From FASTQ to Differential Expression: Building a Reproducible RNA-seq Pipeline
During my PhD at CUHK, RNA-seq was one of those things I kept coming back to. Different projects, different organisms, different experimental designs — but the analysis steps were always the same. Download data, check quality, trim, align, quantify, normalize, test for differential expression, run enrichment. Every time, I found myself re-running dozens of commands, tweaking parameters, and trying to remember what I did last time.
That repetition was the motivation behind RNA-seq-analysis-pipeline, a Snakemake-based workflow that takes you from raw FASTQ files all the way to differential expression results and functional enrichment analysis.
What the pipeline does
The workflow covers the full RNA-seq analysis chain:
- Data acquisition — Fetch raw sequencing data from SRA automatically.
- Quality control and trimming — fastp handles adapter removal, quality filtering, and generates QC reports.
- Alignment — STAR and HISAT2 run in parallel, giving you two independent alignments to cross-validate results.
- Quantification — featureCounts and STAR gene-level counts are both generated, again for cross-comparison.
- Differential expression — DESeq2 with ashr log-fold-change shrinkage, producing publication-ready results.
- Co-expression networks — WGCNA identifies gene modules and their correlations with traits.
- Functional enrichment — genekitr runs GO and KEGG enrichment on your DE gene sets.
Every step produces reports and visualizations along the way, so you can inspect quality at each stage without digging through log files.
Why Snakemake
I chose Snakemake because it hits a sweet spot between flexibility and reproducibility. Each rule in the workflow gets its own conda environment, which means the tooling for one step doesn’t clash with another. There are also pre-built Docker containers for full reproducibility — someone else can run the exact same pipeline without worrying about dependency hell.
The pipeline is registered in the Snakemake Workflow Catalog, which was a nice milestone. It means others can discover and use it with minimal setup.
Config-driven design
The key design decision was making everything configurable through two files. You don’t need to edit the workflow itself to analyze a new dataset. Here’s what setup looks like:
# config.yaml
samples: "config/samples.tsv"
outdir: "results"
genome:
source: "ensembl"
organism: "homo_sapiens"
release: 110
fasta: "Homo_sapiens.GRCh38.dna.primary_assembly.fa"

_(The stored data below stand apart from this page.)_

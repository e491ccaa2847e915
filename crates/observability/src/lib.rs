//! Tracing/logging setup shared by the workspace binaries.

/// Initialize process-wide tracing with the default `info` filter.
///
/// This is safe to call multiple times; subsequent calls become no-ops.
pub fn init() {
    tracing::init("info");
}

/// Tracing configuration (filters, layers).
pub mod tracing;
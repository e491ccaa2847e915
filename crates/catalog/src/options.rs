//! Option vocabularies backing select / multiselect attributes.
//!
//! Each vocabulary is a fixed, ordered table of stored codes and their display
//! labels. Lookups are exact and case-sensitive; callers decide what to do with
//! codes that are not in the table (the label formatter drops them).

use serde::{Deserialize, Serialize};

use shopattr_core::ValueObject;

/// A single selectable option: the stored code and its display label.
#[derive(Debug, Clone, Copy, PartialEq, Eq, Hash, Serialize)]
pub struct AttributeOption {
    pub code: &'static str,
    pub label: &'static str,
}

impl ValueObject for AttributeOption {}

/// Immutable code → label mapping.
#[derive(Debug, Clone, Copy, PartialEq, Eq)]
pub struct Vocabulary {
    name: &'static str,
    options: &'static [AttributeOption],
}

impl ValueObject for Vocabulary {}

impl Vocabulary {
    pub const fn new(name: &'static str, options: &'static [AttributeOption]) -> Self {
        Self { name, options }
    }

    pub fn name(&self) -> &'static str {
        self.name
    }

    /// All options in declaration order (what an admin dropdown shows).
    pub fn all_options(&self) -> &'static [AttributeOption] {
        self.options
    }

    /// Display label for `code`, if the code belongs to this vocabulary.
    pub fn label(&self, code: &str) -> Option<&'static str> {
        self.options
            .iter()
            .find(|option| option.code == code)
            .map(|option| option.label)
    }

    pub fn contains(&self, code: &str) -> bool {
        self.label(code).is_some()
    }
}

const fn opt(code: &'static str, label: &'static str) -> AttributeOption {
    AttributeOption { code, label }
}

/// Google Shopping gender.
pub const GENDER: Vocabulary = Vocabulary::new(
    "gender",
    &[opt("male", "Male"), opt("female", "Female"), opt("unisex", "Unisex")],
);

/// Google Shopping age group.
pub const AGE_GROUP: Vocabulary = Vocabulary::new(
    "age_group",
    &[
        opt("newborn", "Newborn"),
        opt("infant", "Infant"),
        opt("toddler", "Toddler"),
        opt("kids", "Kids"),
        opt("adult", "Adult"),
    ],
);

/// Enable/disable flag stored as an integer.
pub const STATUS: Vocabulary = Vocabulary::new("status", &[opt("1", "Enable"), opt("0", "Disable")]);

/// Boolean yes/no stored as an integer.
pub const YES_NO: Vocabulary = Vocabulary::new("yes_no", &[opt("1", "Yes"), opt("0", "No")]);

/// Named reference to one of the built-in vocabularies.
///
/// Attribute declarations carry this instead of the table itself so they stay
/// serializable.
#[derive(Debug, Clone, Copy, PartialEq, Eq, Hash, Serialize, Deserialize)]
#[serde(rename_all = "snake_case")]
pub enum OptionSource {
    Status,
    Gender,
    AgeGroup,
    YesNo,
}

impl OptionSource {
    pub fn vocabulary(self) -> &'static Vocabulary {
        match self {
            OptionSource::Status => &STATUS,
            OptionSource::Gender => &GENDER,
            OptionSource::AgeGroup => &AGE_GROUP,
            OptionSource::YesNo => &YES_NO,
        }
    }

    /// Whether stored codes are integers (`int` backend) rather than strings.
    pub fn is_numeric(self) -> bool {
        matches!(self, OptionSource::Status | OptionSource::YesNo)
    }
}
//! Attribute declarations installed into the host catalog.
//!
//! These are plain configuration records. The data-patch runner in
//! [`crate::setup`] hands them to an [`AttributeInstaller`](crate::setup::AttributeInstaller);
//! nothing here talks to storage.

use serde::{Deserialize, Serialize};

use shopattr_core::{AttributeCode, DomainError, DomainResult, Entity};

use crate::options::OptionSource;

/// Attribute codes read by the product page.
pub mod codes {
    pub const STATUS: &str = "product_select_attribute";
    pub const CUSTOM_VALUE: &str = "product_custom_attribute";
    pub const GENDER: &str = "gender";
    pub const BRAND: &str = "brand";
    pub const AGE_GROUP: &str = "age_group";
    pub const GTIN: &str = "gtin";
}

/// Admin attribute group for store-specific fields.
pub const CUSTOM_GROUP: &str = "Custom Product Attribute";

/// Admin attribute group for Google Shopping fields.
pub const SHOPPING_GROUP: &str = "Brand-Gtin-Gender";

/// Storage column type of an attribute value.
#[derive(Debug, Clone, Copy, PartialEq, Eq, Serialize, Deserialize)]
#[serde(rename_all = "lowercase")]
pub enum BackendType {
    Int,
    Varchar,
}

/// Admin input widget.
#[derive(Debug, Clone, Copy, PartialEq, Eq, Serialize, Deserialize)]
#[serde(rename_all = "lowercase")]
pub enum InputWidget {
    Text,
    Select,
    Multiselect,
    Boolean,
}

/// Scope at which a value may differ.
#[derive(Debug, Clone, Copy, PartialEq, Eq, Default, Serialize, Deserialize)]
#[serde(rename_all = "lowercase")]
pub enum Scope {
    #[default]
    Global,
    Website,
    Store,
}

/// Backend model that converts between widget values and stored text.
#[derive(Debug, Clone, Copy, PartialEq, Eq, Serialize, Deserialize)]
#[serde(rename_all = "snake_case")]
pub enum BackendModel {
    /// Joins selected options with commas on save.
    Array,
}

/// Visibility and search flags.
#[derive(Debug, Clone, Copy, PartialEq, Eq, Serialize, Deserialize)]
pub struct AttributeFlags {
    pub visible: bool,
    pub required: bool,
    pub user_defined: bool,
    pub searchable: bool,
    pub filterable: bool,
    pub comparable: bool,
    pub visible_on_front: bool,
    pub used_in_product_listing: bool,
    pub unique: bool,
    pub used_in_grid: bool,
}

impl Default for AttributeFlags {
    /// Visible in admin, nothing else.
    fn default() -> Self {
        Self {
            visible: true,
            required: false,
            user_defined: false,
            searchable: false,
            filterable: false,
            comparable: false,
            visible_on_front: false,
            used_in_product_listing: false,
            unique: false,
            used_in_grid: false,
        }
    }
}

/// Declaration of one catalog product attribute.
#[derive(Debug, Clone, PartialEq, Eq, Serialize, Deserialize)]
pub struct AttributeDefinition {
    code: AttributeCode,
    label: String,
    group: String,
    backend_type: BackendType,
    input: InputWidget,
    source: Option<OptionSource>,
    backend_model: Option<BackendModel>,
    frontend_class: Option<String>,
    scope: Scope,
    default_value: String,
    note: Option<String>,
    flags: AttributeFlags,
}

impl AttributeDefinition {
    pub fn new(
        code: &str,
        label: impl Into<String>,
        group: impl Into<String>,
        backend_type: BackendType,
        input: InputWidget,
    ) -> DomainResult<Self> {
        Ok(Self {
            code: AttributeCode::parse(code)?,
            label: label.into(),
            group: group.into(),
            backend_type,
            input,
            source: None,
            backend_model: None,
            frontend_class: None,
            scope: Scope::Global,
            default_value: String::new(),
            note: None,
            flags: AttributeFlags::default(),
        })
    }

    pub fn with_source(mut self, source: OptionSource) -> Self {
        self.source = Some(source);
        self
    }

    pub fn with_backend_model(mut self, model: BackendModel) -> Self {
        self.backend_model = Some(model);
        self
    }

    pub fn with_frontend_class(mut self, class: impl Into<String>) -> Self {
        self.frontend_class = Some(class.into());
        self
    }

    pub fn with_scope(mut self, scope: Scope) -> Self {
        self.scope = scope;
        self
    }

    pub fn with_default(mut self, value: impl Into<String>) -> Self {
        self.default_value = value.into();
        self
    }

    pub fn with_note(mut self, note: impl Into<String>) -> Self {
        self.note = Some(note.into());
        self
    }

    pub fn with_flags(mut self, flags: AttributeFlags) -> Self {
        self.flags = flags;
        self
    }

    pub fn code(&self) -> &AttributeCode {
        &self.code
    }

    pub fn label(&self) -> &str {
        &self.label
    }

    pub fn group(&self) -> &str {
        &self.group
    }

    pub fn backend_type(&self) -> BackendType {
        self.backend_type
    }

    pub fn input(&self) -> InputWidget {
        self.input
    }

    pub fn source(&self) -> Option<OptionSource> {
        self.source
    }

    pub fn backend_model(&self) -> Option<BackendModel> {
        self.backend_model
    }

    pub fn frontend_class(&self) -> Option<&str> {
        self.frontend_class.as_deref()
    }

    pub fn scope(&self) -> Scope {
        self.scope
    }

    pub fn default_value(&self) -> &str {
        &self.default_value
    }

    pub fn note(&self) -> Option<&str> {
        self.note.as_deref()
    }

    pub fn flags(&self) -> &AttributeFlags {
        &self.flags
    }

    /// Check the declaration is internally consistent.
    pub fn validate(&self) -> DomainResult<()> {
        let code = &self.code;

        if self.label.trim().is_empty() {
            return Err(DomainError::validation(format!("{code}: label cannot be empty")));
        }
        if self.group.trim().is_empty() {
            return Err(DomainError::validation(format!("{code}: group cannot be empty")));
        }

        match (self.input, self.source) {
            (InputWidget::Text, Some(_)) => {
                return Err(DomainError::validation(format!(
                    "{code}: text inputs cannot have an option source"
                )));
            }
            (InputWidget::Multiselect, None) => {
                return Err(DomainError::validation(format!(
                    "{code}: multiselect requires an option source"
                )));
            }
            (InputWidget::Boolean, source) if source != Some(OptionSource::YesNo) => {
                return Err(DomainError::validation(format!(
                    "{code}: boolean inputs must use the yes/no source"
                )));
            }
            _ => {}
        }

        if self.input == InputWidget::Multiselect && self.backend_model != Some(BackendModel::Array) {
            return Err(DomainError::validation(format!(
                "{code}: multiselect requires the array backend"
            )));
        }

        if let Some(source) = self.source {
            let expected = if source.is_numeric() { BackendType::Int } else { BackendType::Varchar };
            // Multiselect values are comma-joined text regardless of option type.
            if self.input != InputWidget::Multiselect && self.backend_type != expected {
                return Err(DomainError::validation(format!(
                    "{code}: source {source:?} needs a {expected:?} backend"
                )));
            }
        }

        Ok(())
    }
}

impl Entity for AttributeDefinition {
    type Id = AttributeCode;

    fn id(&self) -> &Self::Id {
        &self.code
    }
}

fn listed_flags(searchable: bool, filterable: bool, comparable: bool) -> AttributeFlags {
    AttributeFlags {
        searchable,
        filterable,
        comparable,
        visible_on_front: true,
        used_in_product_listing: true,
        ..AttributeFlags::default()
    }
}

/// Store status, custom value and the Google Shopping fields.
pub fn product_attributes() -> DomainResult<Vec<AttributeDefinition>> {
    use BackendType::{Int, Varchar};
    use InputWidget::{Multiselect, Select, Text};

    Ok(vec![
        AttributeDefinition::new(codes::STATUS, "Product Elie Status", CUSTOM_GROUP, Int, Select)?
            .with_source(OptionSource::Status)
            .with_flags(AttributeFlags {
                used_in_grid: true,
                used_in_product_listing: true,
                ..AttributeFlags::default()
            }),
        AttributeDefinition::new(codes::CUSTOM_VALUE, "Product Elie Attribute Value", CUSTOM_GROUP, Varchar, Text)?
            .with_frontend_class("required-entry")
            .with_flags(AttributeFlags {
                required: true,
                searchable: true,
                filterable: true,
                comparable: true,
                used_in_product_listing: true,
                ..AttributeFlags::default()
            }),
        AttributeDefinition::new(codes::GENDER, "Gender", SHOPPING_GROUP, Varchar, Multiselect)?
            .with_source(OptionSource::Gender)
            .with_backend_model(BackendModel::Array)
            .with_flags(listed_flags(true, true, false))
            .with_note("Gender for Google Shopping feed (male, female, unisex)"),
        AttributeDefinition::new(codes::BRAND, "Brand", SHOPPING_GROUP, Varchar, Text)?
            .with_scope(Scope::Store)
            .with_flags(listed_flags(true, true, true))
            .with_note("Brand name for Google Shopping and SEO"),
        AttributeDefinition::new(codes::AGE_GROUP, "Age Group", SHOPPING_GROUP, Varchar, Multiselect)?
            .with_source(OptionSource::AgeGroup)
            .with_backend_model(BackendModel::Array)
            .with_flags(listed_flags(false, true, false))
            .with_note("Age group for Google Shopping feed"),
        AttributeDefinition::new(codes::GTIN, "Gtin", SHOPPING_GROUP, Varchar, Text)?
            .with_flags(listed_flags(true, false, false))
            .with_note("GTIN/EAN/UPC code for Google Shopping"),
    ])
}

/// Store-specific jewellery and SEO fields. Admin-only, no front-end flags.
pub fn module_attributes() -> DomainResult<Vec<AttributeDefinition>> {
    use BackendType::{Int, Varchar};
    use InputWidget::{Boolean, Select, Text};

    let plain = |code: &str, label: &str, backend: BackendType, input: InputWidget| {
        AttributeDefinition::new(code, label, CUSTOM_GROUP, backend, input)
    };

    Ok(vec![
        plain("carat", "Carat", Varchar, Text)?,
        plain("climp_type", "Serti", Int, Select)?,
        plain("flower", "Flower", Int, Select)?,
        plain("material", "Material", Int, Select)?,
        plain("odeis_sku", "ODEIS Sku", Varchar, Text)?,
        plain("seo_family", "SEO Famille produit", Varchar, Text)?,
        plain("seo_main_product", "SEO Produit Principal", Int, Select)?,
        plain("store_name", "Store_Name", Int, Select)?,
        plain("visibility_redline", "Visibilité (REDLINE)", Int, Boolean)?
            .with_source(OptionSource::YesNo)
            .with_default("0"),
        plain("weight_silver", "Weight Silver", Varchar, Text)?,
    ])
}
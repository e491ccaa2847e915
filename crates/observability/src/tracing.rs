//! Tracing/logging initialization.

use tracing_subscriber::EnvFilter;

/// Initialize tracing for the process.
///
/// `RUST_LOG` wins when set; otherwise `default_directive` is used. Output is
/// JSON on stderr so stdout stays free for rendered documents.
///
/// Safe to call multiple times (subsequent calls are no-ops).
pub fn init(default_directive: &str) {
    let filter = EnvFilter::try_from_default_env()
        .unwrap_or_else(|_| EnvFilter::new(default_directive));

    let _ = tracing_subscriber::fmt()
        .with_env_filter(filter)
        .json()
        .with_timer(tracing_subscriber::fmt::time::SystemTime)
        .with_target(false)
        .with_writer(std::io::stderr)
        .try_init();
}
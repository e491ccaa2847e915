use chrono::{TimeZone, Utc};
use serde_json::{Value, json};

use shopattr_catalog::{
    AttributeInstaller, AttributeValue, GENDER, InMemoryAttributeStore, PatchRunner, ProductAttributes,
    ProductSnapshot, multi_value_labels, status_label,
};
use shopattr_core::AttributeCode;

fn snapshot(json: Value) -> ProductSnapshot {
    serde_json::from_value(json).unwrap()
}

#[test]
fn catalog_install_then_render_product_page() {
    let mut store = InMemoryAttributeStore::new();
    let mut runner = PatchRunner::with_default_patches().unwrap();
    runner
        .apply_all(&mut store, Utc.with_ymd_and_hms(2026, 3, 1, 0, 0, 0).unwrap())
        .unwrap();

    for code in ["product_select_attribute", "gender", "brand", "age_group", "gtin"] {
        assert!(store.has_attribute(&AttributeCode::parse(code).unwrap()), "{code} not installed");
    }

    let product = snapshot(json!({
        "name": "Solitaire Ring",
        "sku": "SOL-18K",
        "attributes": {
            "product_select_attribute": "1",
            "product_custom_attribute": "Hand engraved",
            "gender": "female, unisex, robot",
            "brand": "Maison Eliel",
            "age_group": ["adult"],
            "gtin": "3700000000017",
            "carat": "0.5"
        }
    }));

    let view = ProductAttributes::new(&product);
    assert_eq!(view.status(), "Enable");
    assert_eq!(view.custom_attribute_value(), "Hand engraved");
    assert_eq!(view.gender(), "Female, Unisex");
    assert_eq!(view.age_group(), "Adult");
    assert!(view.has_custom_attribute_data());
    assert!(view.has_google_shopping_data());

    let document: Value = serde_json::from_str(&view.structured_data()).unwrap();
    assert_eq!(
        document,
        json!({
            "@context": "https://schema.org/",
            "@type": "Product",
            "name": "Solitaire Ring",
            "sku": "SOL-18K",
            "brand": { "@type": "Brand", "name": "Maison Eliel" },
            "gtin": "3700000000017",
            "audience": {
                "@type": "PeopleAudience",
                "suggestedGender": "Female, Unisex",
                "suggestedMinAge": "Adult"
            }
        })
    );
}

#[test]
fn page_without_shopping_attributes_has_no_json_ld() {
    let product = snapshot(json!({
        "name": "Gift Card",
        "sku": "GC-50",
        "attributes": { "gender": null, "brand": "", "age_group": "", "gtin": null }
    }));

    let view = ProductAttributes::new(&product);
    assert!(!view.has_google_shopping_data());
    assert_eq!(view.structured_data(), "");

    let page = serde_json::to_value(view.page_data()).unwrap();
    assert!(page.get("structured_data").is_none());
    assert_eq!(page["show_google_shopping"], false);
}

#[test]
fn documented_label_examples() {
    assert_eq!(status_label(None), "");
    assert_eq!(status_label(Some(&AttributeValue::from(""))), "");
    assert_eq!(status_label(Some(&AttributeValue::Integer(1))), "Enable");
    assert_eq!(status_label(Some(&AttributeValue::Integer(0))), "Disable");
    assert_eq!(status_label(Some(&AttributeValue::Integer(5))), "Disable");

    assert_eq!(multi_value_labels(Some(&AttributeValue::from("male,female")), &GENDER), "Male, Female");
    assert_eq!(multi_value_labels(Some(&AttributeValue::from(" male , bogus ")), &GENDER), "Male");
    assert_eq!(multi_value_labels(Some(&AttributeValue::from("")), &GENDER), "");
    assert_eq!(multi_value_labels(None, &GENDER), "");
}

gtf: "Homo_sapiens.GRCh38.110.gtf"
params:
fastp:
qualified_quality_phred: 20
length_required: 50
star:
outFilterMismatchNmax: 10
# samples.tsv
sample_id condition platform layout
SRR1234567 treated ILLUMINA PAIRED
SRR1234568 control ILLUMINA PAIRED
Then run it:
snakemake --use-conda --cores 16
That’s it. Change the config for a new project, and you’re ready to go. The pipeline supports both paired-end and single-end data, and you can configure any reference genome available on Ensembl.
What I learned
Building this pipeline forced me to go deep into areas I had only touched on before.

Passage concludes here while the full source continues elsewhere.